I hope that once armed with a mandate, the winning party will march forward, facing the right direction.

So, this is how I’ll be voting:

* I’m trusting my ability to see through the spin and the performance and the weird policy stands (ie Gillard on gay marriage, Abbott letting Work Choices drop)…and to see through to the true person. To their authenticity. Because it’s there. Their intentions are all on display, under the layers of soupiness.  I’m going to cast aside alot of the “talking”, including the policy details…cos there’s little differentiating the two parties any way, apart from the mining tax and broadband.On this basis, I go with Julia as preferred leader. I can see someone who has a sturdy energy and principles that are anchored in fairness and bringing up the rear. Even if I have to base this on my own gut reading.

* Ditto with the Labor party. We don’t have a Presidential system, so ultimately we are meant to be voting for the local member who best represents our interests. And, broadly, for the party that aligns with our values. For me, the flavour of Labor is more aligned with my fundamental values – both economically and socially. The party has a rich history that has been about moving us all forward together – not leaving the not-so-fortunate behind. It makes the cake. But also makes sure we all get a slice of it.
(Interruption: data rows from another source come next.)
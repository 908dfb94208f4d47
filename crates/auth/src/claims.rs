use chrono::{DateTime, Utc};
use serde::{Deserialize, Serialize};
use thiserror::Error;
use uuid::Uuid;

use forgeerp_core::TenantId;

use crate::{PrincipalId, Role};

/// JWT claims model (transport-agnostic).
///
/// This is the minimal set of claims ForgeERP expects once a token has been
/// decoded/verified by whatever transport/security layer is in use. Carried by
/// both the short-lived access token and the longer-lived refresh token (the
/// two differ only in `exp`, and in whether a session cache entry backs them).
#[derive(Debug, Clone, PartialEq, Eq, Serialize, Deserialize)]
pub struct JwtClaims {
    /// Subject / principal identifier.
    pub sub: PrincipalId,

    /// Tenant context for the token.
    pub tenant_id: TenantId,

    /// RBAC roles granted within the tenant context.
    pub roles: Vec<Role>,

    /// The session this token belongs to. An access/refresh pair issued
    /// together share a `session_id`; refreshing rotates to a brand new one,
    /// which is what the refresh-token blacklist keys on.
    #[serde(default = "Uuid::nil")]
    pub session_id: Uuid,

    /// Issued-at timestamp.
    #[serde(rename = "iat", with = "chrono::serde::ts_seconds")]
    pub issued_at: DateTime<Utc>,

    /// Expiration timestamp.
    #[serde(rename = "exp", with = "chrono::serde::ts_seconds")]
    pub expires_at: DateTime<Utc>,
}

#[derive(Debug, Error, Clone, PartialEq, Eq)]
pub enum TokenValidationError {
    #[error("missing token")]
    MissingToken,

    #[error("invalid token format")]
    InvalidFormat,

    #[error("invalid token: {0}")]
    InvalidToken(String),

    #[error("token has expired")]
    Expired,

    #[error("token not yet valid (issued_at is in the future)")]
    NotYetValid,

    #[error("invalid token time window (expires_at <= issued_at)")]
    InvalidTimeWindow,
}

/// Deterministically validate JWT claims.
///
/// Note: this validates the *claims* only. Signature verification / decoding is
/// intentionally outside this crate.
pub fn validate_claims(claims: &JwtClaims, now: DateTime<Utc>) -> Result<(), TokenValidationError> {
    if claims.expires_at <= claims.issued_at {
        return Err(TokenValidationError::InvalidTimeWindow);
    }
    if now < claims.issued_at {
        return Err(TokenValidationError::NotYetValid);
    }
    if now >= claims.expires_at {
        return Err(TokenValidationError::Expired);
    }
    Ok(())
}

/// JWT validator abstraction (keeps API decoupled from token decoding).
pub trait JwtValidator: Send + Sync {
    fn validate(&self, token: &str, now: DateTime<Utc>) -> Result<JwtClaims, TokenValidationError>;
}

/// Minimal HS256 validator (signature verification + claims validation).
#[derive(Debug, Clone)]
pub struct Hs256JwtValidator {
    secret: Vec<u8>,
}

impl Hs256JwtValidator {
    pub fn new(secret: impl Into<Vec<u8>>) -> Self {
        Self {
            secret: secret.into(),
        }
    }
}

#[derive(Debug, Error)]
pub enum TokenIssueError {
    #[error("failed to encode token: {0}")]
    Encoding(String),
}

impl Hs256JwtValidator {
    /// Sign `claims` into a compact JWT.
    pub fn issue(&self, claims: &JwtClaims) -> Result<String, TokenIssueError> {
        jsonwebtoken::encode(
            &jsonwebtoken::Header::new(jsonwebtoken::Algorithm::HS256),
            claims,
            &jsonwebtoken::EncodingKey::from_secret(&self.secret),
        )
        .map_err(|e| TokenIssueError::Encoding(e.to_string()))
    }
}

impl JwtValidator for Hs256JwtValidator {
    fn validate(&self, token: &str, now: DateTime<Utc>) -> Result<JwtClaims, TokenValidationError> {
        if token.trim().is_empty() {
            return Err(TokenValidationError::MissingToken);
        }

        let mut validation = jsonwebtoken::Validation::new(jsonwebtoken::Algorithm::HS256);
        // We validate exp/iat deterministically ourselves.
        validation.validate_exp = false;
        validation.validate_nbf = false;

        let decoded = jsonwebtoken::decode::<JwtClaims>(
            token,
            &jsonwebtoken::DecodingKey::from_secret(&self.secret),
            &validation,
        )
        .map_err(|e| TokenValidationError::InvalidToken(e.to_string()))?;

        validate_claims(&decoded.claims, now)?;
        Ok(decoded.claims)
    }
}


//! Projection replay endpoints for rebuilding read models.

use std::collections::HashMap;
use std::sync::Arc;
use tokio::sync::RwLock;

use axum::{
    extract::{Extension, Path, Query},
    http::StatusCode,
    response::IntoResponse,
    routing::{get, post},
    Json, Router,
};
use serde::{Deserialize, Serialize};
use uuid::Uuid;

use forgeerp_auth::admin;
use forgeerp_core::TenantId;
use forgeerp_infra::projections::replay::{ReplayHandle, ReplayProgress};

use crate::app::{errors, services::AppServices};
use crate::app::routes::common::CmdAuth;
use crate::context::{PrincipalContext, TenantContext};

// ─────────────────────────────────────────────────────────────────────────────
// Job Store
// ─────────────────────────────────────────────────────────────────────────────

/// In-memory job store for tracking replay operations.
#[derive(Clone, Default)]
pub struct ReplayJobStore {
    jobs: Arc<RwLock<HashMap<Uuid, ReplayHandle>>>,
}

impl ReplayJobStore {
    pub fn new() -> Self {
        Self::default()
    }

    pub async fn insert(&self, job_id: Uuid, handle: ReplayHandle) {
        self.jobs.write().await.insert(job_id, handle);
    }

    pub async fn get(&self, job_id: &Uuid) -> Option<ReplayHandle> {
        self.jobs.read().await.get(job_id).cloned()
    }

    pub async fn list(&self) -> Vec<Uuid> {
        self.jobs.read().await.keys().cloned().collect()
    }

    pub async fn remove(&self, job_id: &Uuid) {
        self.jobs.write().await.remove(job_id);
    }
}

// ─────────────────────────────────────────────────────────────────────────────
// Request/Response Types
// ─────────────────────────────────────────────────────────────────────────────

#[derive(Debug, Deserialize)]
pub struct ReplayRequest {
    pub projection: Option<String>, // If None, replay all projections
    pub dry_run: Option<bool>,
}

#[derive(Debug, Serialize)]
pub struct ReplayResponse {
    pub job_id: String,
    pub message: String,
}

#[derive(Debug, Serialize)]
pub struct ReplayStatusResponse {
    pub job_id: String,
    pub progress: ReplayProgress,
}

// ─────────────────────────────────────────────────────────────────────────────
// Router
// ─────────────────────────────────────────────────────────────────────────────

pub fn router() -> Router {
    Router::new()
        .route("/projections/:projection", post(start_replay))
        .route("/projections", post(start_all_replays))
        .route("/jobs/:job_id", get(get_replay_status))
        .route("/jobs/:job_id", axum::routing::delete(cancel_replay))
        .route("/jobs", get(list_replays))
}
* I’m bearing in mind this: Gillard has a very solid reputation in the Labor party as someone who gets things done and is clear of vision. Every journalist I’ve ever spoken to about Gillard says prior to this flaccid election run-up, she was one of the most impressive politicians they’d encountered. And that she was born leadership material. Sadly: she was thrust into an election campaign before she could find her feet with the leadership change. She hit the ground tripping. And never found her feet. She hasn’t had time or space to sit back and regain her authenticity. To take a breath and go, “what the hell am I doing?”. To have a quiet day to be able to come home to herself, regroup, refocus and head back out grounded in herself.

I have faith that she’ll be able to do this with some space, away from this crazy election run-up.

* Given broadband and the mining tax are the two main policies that distinguish the two main parties, I have to say Labor gets my vote again. The Labor broadband scheme is infinitely upgradeable to allow Australia to apply all and any of the super-fast applications the technological future may hold. Which, as SHM wrote: “In effect this would cancel our traditional geographic disadvantage, the tyranny of distance.” We can’t be left behind with this. I think we all sense that. How embarassing if in ten years time we’re the only Western nation with a flimsy service? This is actually the only moment in Big Picture Thinking I’ve seen in this election. The mining tax – I can’t pretend to understand the full extent of the debates back and forth on this, but my sense is that Gillard’s newer version is rather accepted as workable. There was some conjecture. But it died off.

* I’m also asking, can I imagine Tony Abbott on the world stage? He has a problem standing on one, for starters. But the answer broadly is, no. I mean, a guy who boasts he’s going to stay up all night??!!  I defer to my George W Bush comments above. I wouldn’t be proud.

* And I put this contentious statement out there: in the absence of any other factor to sway me passionately either way, I feel a vote for Gillard/Labor is a vote for seeing this country have a female Prime Minister legitimately. If Gillard is not voted in, she goes down as a failed experiment. It will be decades before we have the opportunity again to see such an incredible shift in a nation’s identity. A female Prime Minister. Are you not at least curious? I am, and I think we’d all benefit from the symbolism of it. It fits our identity as a nation right now.

As Rhys Muldoon put it in yesterday’s SMH:

(In this election),”voters are punters and this country is an economy, not a society.”

This is exactly where things got to this election. It’s wonderfully put. I pray heart comes back to the political process. And we stop having leader debates in poker-machine ridden footy clubs.

Happy voting! And feel free to disgree with me passionately on any of the above!